Par , publié le 3 décembre 2020

Rentable depuis cinq trimestres, Tesla n’entend pas relâcher la pression. Dans un e-mail adressé mardi à l’ensemble des salariés, Elon Musk a réaffirmé l’importance d’abaisser encore plus les coûts de production. Faute de quoi “notre action va être écrasée comme un soufflé sous un marteau”, a prévenu le patron du constructeur américain de voitures électriques. Depuis mars, son cours boursier s’est envolé: il a été multiplié par près de huit ! Et sa capitalisation s’élève désormais à 530 milliards de dollars. C’est 2,5 fois plus que Toyota et huit fois plus que General Motors. Un niveau “trop élevé”, affirme d’ailleurs Elon Musk.

Chasse aux petites dépenses – L’obsession de l’entrepreneur pour les économies n’est pas nouvelle. Elle est même au cœur de sa stratégie pour proposer des modèles grand public. En septembre, il a ainsi promis de commercialiser une voiture électrique entièrement autonome pour seulement 25.000 dollars d’ici trois ans. La baisse des coûts passe surtout par des améliorations technologiques ou des gains de productivité. Mais aussi par la chasse incessante aux petites dépenses. Régulièrement, Elon Musk écrit ainsi aux salariés pour leur demander des efforts supplémentaires, allant même jusqu’à exiger que la moindre dépense soit autorisée par la direction financière. C’était le cas notamment en 2019, lorsque la trésorerie avait atteint un niveau critique.

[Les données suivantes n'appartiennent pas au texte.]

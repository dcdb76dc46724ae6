//! Sampling plan lookup
//!
//! Maps a shipment quantity to the inspection sample size and the acceptance
//! numbers for critical, major and minor defects, then writes them into the
//! sampling table of the main sheet.

use serde::{Deserialize, Serialize};
use thiserror::Error;
use tracing::{info, warn};

use crate::sheet::{column_index, CellRef, CellValue, FontSpec, Sheet, SheetError};

/// Smallest quantity the plan covers
pub const MIN_SUPPORTED_QUANTITY: u64 = 151;

/// One quantity band of the sampling plan
#[derive(Debug, Clone, PartialEq, Eq, Serialize, Deserialize)]
pub struct SamplingRange {
    #[serde(rename = "min")]
    pub min_quantity: u64,

    /// Inclusive upper bound; `None` for the open-ended last band
    #[serde(rename = "max", default, skip_serializing_if = "Option::is_none")]
    pub max_quantity: Option<u64>,

    pub sample_size: u32,

    #[serde(rename = "critical")]
    pub critical_limit: u32,

    #[serde(rename = "major")]
    pub major_limit: u32,

    #[serde(rename = "minor")]
    pub minor_limit: u32,

    /// Template column holding this band (C..I)
    pub column: String,
}

impl SamplingRange {
    pub fn contains(&self, quantity: u64) -> bool {
        quantity >= self.min_quantity && self.max_quantity.is_none_or(|max| quantity <= max)
    }

    /// `151-280`, `35001+`
    pub fn bounds_label(&self) -> String {
        match self.max_quantity {
            Some(max) => format!("{}-{}", self.min_quantity, max),
            None => format!("{}+", self.min_quantity),
        }
    }
}

/// Rows of the sampling table in the template
#[derive(Debug, Clone, Copy, PartialEq, Eq, Serialize, Deserialize)]
#[serde(default)]
pub struct SamplingRows {
    pub lot_quantity: u32,
    pub sample_size: u32,
    pub critical: u32,
    pub major: u32,
    pub minor: u32,
}

impl Default for SamplingRows {
    fn default() -> Self {
        Self {
            lot_quantity: 10,
            sample_size: 11,
            critical: 12,
            major: 13,
            minor: 14,
        }
    }
}

#[derive(Debug, Error, PartialEq, Eq)]
pub enum SamplingPlanError {
    #[error("Sampling plan is empty")]
    Empty,

    #[error("Sampling plan must start at {expected}, found {found}")]
    BadStart { expected: u64, found: u64 },

    #[error("Sampling band {index} leaves a gap or overlap: expected it to start at {expected}, found {found}")]
    NotContiguous { index: usize, expected: u64, found: u64 },

    #[error("Sampling band {index} has max {max} below its min {min}")]
    Inverted { index: usize, min: u64, max: u64 },

    #[error("Only the last sampling band may be open-ended (band {index})")]
    OpenBandNotLast { index: usize },

    #[error("Last sampling band must be open-ended")]
    LastBandBounded,

    #[error("Sampling band {index} has invalid column '{column}'")]
    BadColumn { index: usize, column: String },

    #[error("Sampling band {index} ends at {max}, leaving no room for the next band")]
    Overflow { index: usize, max: u64 },
}

/// Validated, ordered sampling plan
#[derive(Debug, Clone, PartialEq, Eq)]
pub struct SamplingPlanTable {
    ranges: Vec<SamplingRange>,
    columns: Vec<u32>,
}

impl SamplingPlanTable {
    /// Build a table, checking that the bands partition `[151, ∞)`
    pub fn new(ranges: Vec<SamplingRange>) -> Result<Self, SamplingPlanError> {
        let first = ranges.first().ok_or(SamplingPlanError::Empty)?;
        if first.min_quantity != MIN_SUPPORTED_QUANTITY {
            return Err(SamplingPlanError::BadStart {
                expected: MIN_SUPPORTED_QUANTITY,
                found: first.min_quantity,
            });
        }

        let last_index = ranges.len() - 1;
        let mut expected_start = MIN_SUPPORTED_QUANTITY;
        let mut columns = Vec::with_capacity(ranges.len());
        for (index, range) in ranges.iter().enumerate() {
            if range.min_quantity != expected_start {
                return Err(SamplingPlanError::NotContiguous {
                    index,
                    expected: expected_start,
                    found: range.min_quantity,
                });
            }
            let column = column_index(&range.column).ok_or_else(|| SamplingPlanError::BadColumn {
                index,
                column: range.column.clone(),
            })?;
            columns.push(column);
            match range.max_quantity {
                Some(max) if max < range.min_quantity => {
                    return Err(SamplingPlanError::Inverted {
                        index,
                        min: range.min_quantity,
                        max,
                    });
                }
                Some(_) if index == last_index => return Err(SamplingPlanError::LastBandBounded),
                Some(max) => {
                    expected_start = max
                        .checked_add(1)
                        .ok_or(SamplingPlanError::Overflow { index, max })?;
                }
                None if index != last_index => {
                    return Err(SamplingPlanError::OpenBandNotLast { index });
                }
                None => {}
            }
        }

        Ok(Self { ranges, columns })
    }

    pub fn ranges(&self) -> &[SamplingRange] {
        &self.ranges
    }

    /// First band containing `quantity`, scanning in declaration order
    pub fn lookup(&self, quantity: u64) -> Option<&SamplingRange> {
        self.locate(quantity).map(|(range, _)| range)
    }

    /// Matching band and its column number
    fn locate(&self, quantity: u64) -> Option<(&SamplingRange, u32)> {
        self.ranges
            .iter()
            .zip(&self.columns)
            .find(|(r, _)| r.contains(quantity))
            .map(|(r, col)| (r, *col))
    }
}

/// Write the matched band into the sampling table.
///
/// Returns `Ok(None)` when the quantity is outside the plan; the sheet is left
/// untouched in that case.
pub fn write_sampling_plan<'t, S: Sheet + ?Sized>(
    sheet: &mut S,
    table: &'t SamplingPlanTable,
    rows: &SamplingRows,
    quantity: u64,
    highlight: &FontSpec,
) -> Result<Option<&'t SamplingRange>, SheetError> {
    let Some((range, col)) = table.locate(quantity) else {
        warn!(quantity, "shipment quantity is outside the sampling plan");
        return Ok(None);
    };

    let at = |row: u32| CellRef::new(col, row);

    sheet.set_value(at(rows.lot_quantity), CellValue::from(quantity))?;

    let computed = [
        (rows.sample_size, range.sample_size),
        (rows.critical, range.critical_limit),
        (rows.major, range.major_limit),
        (rows.minor, range.minor_limit),
    ];
    for (row, value) in computed {
        sheet.write_styled(at(row), CellValue::from(value), highlight)?;
    }

    info!(
        quantity,
        column = %range.column,
        sample_size = range.sample_size,
        "sampling plan updated"
    );
    Ok(Some(range))
}
/// Place defect photos two per row from the grid anchor
pub fn place_defect_images<S: Sheet + ?Sized>(
    sheet: &mut S,
    paths: &[PathBuf],
    grid: &DefectGrid,
) -> Result<LayoutReport, SheetError> {
    let mut report = LayoutReport::default();

    for (index, path) in dedupe_paths(paths).into_iter().enumerate() {
        let slot = grid.slot(index);
        let image = ImageSpec::new(&path, grid.width, grid.height);
        if let Err(e) = sheet.insert_image(slot.start, &image) {
            report.skip(&path, &e);
            continue;
        }

        sheet.merge(slot)?;
        for cell in slot.cells() {
            sheet.set_border(cell, &grid.border)?;
        }
        debug!(path = %path.display(), range = %slot, "defect image placed");
        report.placed.push(Placement {
            path,
            anchor: slot.start,
        });
    }

    info!(
        placed = report.placed.len(),
        skipped = report.failed.len(),
        "defect images placed"
    );
    Ok(report)
}

/// Styling shared by the reference sheet
#[derive(Debug, Clone, Copy)]
pub struct StripStyle<'a> {
    pub geometry: &'a StripGeometry,
    pub font: &'a FontSpec,
    pub border: &'a BorderSpec,
}

/// Lay images left to right on `row` starting at `start_col`.
///
/// The columns covered by the placed images, gaps included, are merged into
/// one bordered block.
pub fn place_strip<S: Sheet + ?Sized>(
    sheet: &mut S,
    row: u32,
    start_col: u32,
    images: &[PathBuf],
    style: StripStyle<'_>,
) -> Result<LayoutReport, SheetError> {
    let geometry = style.geometry;
    let mut report = LayoutReport::default();
    let mut col = start_col;
    let mut span: Option<(u32, u32)> = None;

    for path in images {
        let anchor = CellRef::new(col, row);
        let image = ImageSpec::new(path, geometry.width, geometry.height);
        match sheet.insert_image(anchor, &image) {
            Ok(()) => {
                let next = col + geometry.pitch();
                let last = next.saturating_sub(1).max(col);
                span = Some(match span {
                    Some((first, _)) => (first, last),
                    None => (col, last),
                });
                sheet.set_column_width(col, geometry.fixed_col_width as f64)?;
                report.placed.push(Placement {
                    path: path.clone(),
                    anchor,
                });
                col = next;
            }
            Err(e) => {
                report.skip(path, &e);
                col += geometry.failure_advance();
            }
        }
    }

    if let Some((first, last)) = span {
        let block = CellRange::new(CellRef::new(first, row), CellRef::new(last, row));
        if block.start != block.end {
            sheet.merge(block)?;
        }
        for cell in block.cells() {
            sheet.set_border(cell, style.border)?;
            sheet.set_font(cell, style.font)?;
            sheet.center_vertically(cell)?;
        }
        sheet.set_row_height(row, geometry.row_height)?;
        for c in first..=last {
            sheet.set_column_width(c, geometry.fixed_col_width as f64)?;
        }
    }

    Ok(report)
}

/// Everything the reference sheet shows
pub struct ReferenceSheet<'a> {
    pub po_number: &'a str,
    pub sku: &'a str,
    pub inspection_date: &'a str,
    pub inspector: &'a str,
    pub groups: &'a StepGroups,
    pub texts: &'a TextTemplates,
    pub sub_items: &'a [Step5SubItem],
    pub style: StripStyle<'a>,
}

const CAPTION_COL: u32 = 2;
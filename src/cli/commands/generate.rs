//! `qcr generate` command - fill a template and save the report

use chrono::Local;
use console::style;
use dialoguer::{theme::ColorfulTheme, Input, Select};
use miette::{IntoDiagnostic, Result};
use std::path::PathBuf;

use crate::cli::helpers::file_label;
use crate::cli::output::print_structured;
use crate::cli::GlobalOpts;
use crate::core::Config;
use crate::report::basic_info::BasicInfo;
use crate::report::defects::DefectRecord;
use crate::report::{GenerationSummary, ReportAssembler, ReportJob, StageOutcome};
use crate::schema::JobFile;

#[derive(clap::Args, Debug, Default)]
pub struct GenerateArgs {
    /// Job file (YAML); flags override its values
    #[arg(long, short = 'j')]
    pub job: Option<PathBuf>,

    /// Report template (.xlsx)
    #[arg(long, short = 't')]
    pub template: Option<PathBuf>,

    /// Folder of inspection photos
    #[arg(long, short = 'i')]
    pub images: Option<PathBuf>,

    /// Purchase order number
    #[arg(long)]
    pub po: Option<String>,

    /// SKU, e.g. P61718/M50XTCCSEN
    #[arg(long)]
    pub sku: Option<String>,

    /// Shipment quantity
    #[arg(long, short = 'n')]
    pub quantity: Option<u64>,

    /// Inspector name
    #[arg(long)]
    pub inspector: Option<String>,

    /// Inspection date (default: today)
    #[arg(long)]
    pub date: Option<String>,

    /// Ship date (default: today)
    #[arg(long)]
    pub ship_date: Option<String>,

    /// Report number (default: generated from the current time)
    #[arg(long)]
    pub report_no: Option<String>,

    #[arg(long)]
    pub customer: Option<String>,

    /// Customer drawing number; SKU drawing rules take precedence
    #[arg(long)]
    pub drawing_no: Option<String>,

    #[arg(long)]
    pub approver: Option<String>,

    /// Approval date (default: today)
    #[arg(long)]
    pub approval_date: Option<String>,

    /// Defect record, repeatable; counts may be omitted
    #[arg(long = "defect", value_name = "DESC:CRITICAL:MAJOR:MINOR")]
    pub defects: Vec<DefectRecord>,

    /// Output file (default: <MODEL>_<PO>.xlsx in --out-dir)
    #[arg(long, short = 'o')]
    pub output: Option<PathBuf>,

    /// Directory for the generated file name
    #[arg(long)]
    pub out_dir: Option<PathBuf>,

    /// Do not rename defect images on disk
    #[arg(long)]
    pub no_rename: bool,

    /// Exit with an error when any stage failed
    #[arg(long)]
    pub strict: bool,

    /// Prompt for a missing PO, quantity and SKU
    #[arg(long)]
    pub interactive: bool,
}

impl GenerateArgs {
    fn basic_info(&self) -> BasicInfo {
        BasicInfo {
            inspector: self.inspector.clone(),
            inspection_date: self.date.clone(),
            po_number: self.po.clone(),
            sku: self.sku.clone(),
            ship_date: self.ship_date.clone(),
            ship_quantity: self.quantity,
            report_no: self.report_no.clone(),
            customer: self.customer.clone(),
            drawing_no: self.drawing_no.clone(),
            approver: self.approver.clone(),
            approval_date: self.approval_date.clone(),
        }
    }

    /// Job file values overridden by the flags given
    fn to_job(&self) -> Result<ReportJob> {
        let mut job = match &self.job {
            Some(path) => ReportJob::from(JobFile::load(path)?),
            None => ReportJob::default(),
        };

        job.basic = job.basic.or(self.basic_info());
        if self.template.is_some() {
            job.template = self.template.clone();
        }
        if self.images.is_some() {
            job.images = self.images.clone();
        }
        if self.output.is_some() {
            job.output = self.output.clone();
        }
        if let Some(dir) = &self.out_dir {
            job.out_dir = dir.clone();
        }
        if !self.defects.is_empty() {
            job.defects = self.defects.clone();
        }
        job.rename_defects = !self.no_rename;
        Ok(job)
    }
}

pub fn run(args: GenerateArgs, global: &GlobalOpts) -> Result<()> {
    let config = Config::load(global.config.as_deref())?;
    let mut job = args.to_job()?;

    if args.interactive {
        prompt_missing(&mut job.basic, &config)?;
    }
    job.apply_defaults(&config, Local::now().naive_local());

    let assembler = ReportAssembler::new(&config)?;
    let summary = assembler.generate(&job)?;

    if !print_structured(global.format, &summary)? {
        print_summary(&summary, global.quiet);
    }

    if args.strict && summary.has_failures() {
        let failed = summary
            .stages
            .iter()
            .filter(|s| s.outcome.is_failed())
            .count();
        return Err(miette::miette!(
            code = "qcr::generate::stage_failed",
            help = "The report was saved; see the stage summary for details",
            "{} stage(s) failed",
            failed
        ));
    }
    Ok(())
}

fn prompt_missing(basic: &mut BasicInfo, config: &Config) -> Result<()> {
    let theme = ColorfulTheme::default();

    if basic.po_number.is_none() {
        let po: String = Input::with_theme(&theme)
            .with_prompt("PO number")
            .interact_text()
            .into_diagnostic()?;
        basic.po_number = Some(po);
    }

    if basic.ship_quantity.is_none() {
        let quantity: u64 = Input::with_theme(&theme)
            .with_prompt("Shipment quantity")
            .validate_with(|q: &u64| {
                if *q > 0 {
                    Ok(())
                } else {
                    Err("must be greater than zero")
                }
            })
            .interact_text()
            .into_diagnostic()?;
        basic.ship_quantity = Some(quantity);
    }

    if basic.sku.is_none() && !config.sku_options.is_empty() {
        let selection = Select::with_theme(&theme)
            .with_prompt("SKU")
            .items(&config.sku_options)
            .default(0)
            .interact()
            .into_diagnostic()?;
        basic.sku = Some(config.sku_options[selection].clone());
    }

    Ok(())
}

fn print_summary(summary: &GenerationSummary, quiet: bool) {
    if quiet {
        println!("{}", summary.output.display());
        return;
    }

    for report in &summary.stages {
        let stage = format!("{:<22}", report.stage.to_string());
        match &report.outcome {
            StageOutcome::Ok { detail } => {
                println!("{} {} {}", style("✓").green(), style(stage).bold(), detail)
            }
            StageOutcome::Skipped { reason } => {
                println!("{} {} {}", style("-").dim(), style(stage).dim(), style(reason).dim())
            }
            StageOutcome::Failed { error } => {
                println!("{} {} {}", style("✗").red(), style(stage).bold(), style(error).red())
            }
        }
    }

    for failed in &summary.failed_images {
        println!(
            "  {} {} not inserted: {}",
            style("!").yellow(),
            file_label(&failed.path),
            failed.reason
        );
    }
    if !summary.unplaced.is_empty() {
        let names: Vec<String> = summary.unplaced.iter().map(|p| file_label(p)).collect();
        println!(
            "  {} no reference row for: {}",
            style("!").yellow(),
            names.join(", ")
        );
    }
    for file in &summary.unmatched_overrides {
        println!(
            "  {} override for '{}' matches no image",
            style("!").yellow(),
            file
        );
    }

    println!();
    if let Some(report_no) = &summary.report_no {
        println!("{} {}", style("Report no:").cyan(), report_no);
    }
    println!(
        "{} {}",
        style("Saved:").cyan(),
        style(summary.output.display()).bold()
    );
}
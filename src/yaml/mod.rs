//! YAML loading with source-located errors

pub mod diagnostics;

use miette::Diagnostic;
use serde::de::DeserializeOwned;
use std::path::Path;
use thiserror::Error;

pub use diagnostics::YamlSyntaxError;

#[derive(Debug, Error, Diagnostic)]
pub enum YamlError {
    #[error(transparent)]
    #[diagnostic(transparent)]
    Syntax(#[from] YamlSyntaxError),

    #[error("Failed to read {path}: {source}")]
    #[diagnostic(code(qcr::yaml::io))]
    Io {
        path: String,
        #[source]
        source: std::io::Error,
    },
}

/// Parse a YAML document, reporting errors against `filename`
pub fn parse_yaml_str<T: DeserializeOwned>(source: &str, filename: &str) -> Result<T, YamlError> {
    serde_yml::from_str(source)
        .map_err(|e| YamlSyntaxError::from_serde_error(&e, source, filename).into())
}

/// Read and parse a YAML file
pub fn parse_yaml_file<T: DeserializeOwned>(path: &Path) -> Result<T, YamlError> {
    let source = read_source(path)?;
    parse_yaml_str(&source, &path.display().to_string())
}

pub fn read_source(path: &Path) -> Result<String, YamlError> {
    std::fs::read_to_string(path).map_err(|source| YamlError::Io {
        path: path.display().to_string(),
        source,
    })
}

Faible rentabilité – Certes, la situation financière de Tesla s’est nettement améliorée depuis un an, avec notamment un bond de la marge brute provoqué par une hausse des volumes de production. Mais sa “rentabilité demeure très faible”, souligne Elon Musk. De fait, le constructeur est valorisé à 1.130 fois ses profits. Soit 75 fois plus que la valorisation moyenne de l’indice S&P 500. “Les investisseurs nous accordent beaucoup de crédit pour notre rentabilité future”, poursuit le patron de l’entreprise. Des attentes qu’il faut satisfaire trimestre après trimestre. Selon Elon Musk, il est donc nécessaire de “dépenser de façon plus intelligente”, même si cela ne permet que d’économiser “50 cents par-ci ou 20 cents par-là”.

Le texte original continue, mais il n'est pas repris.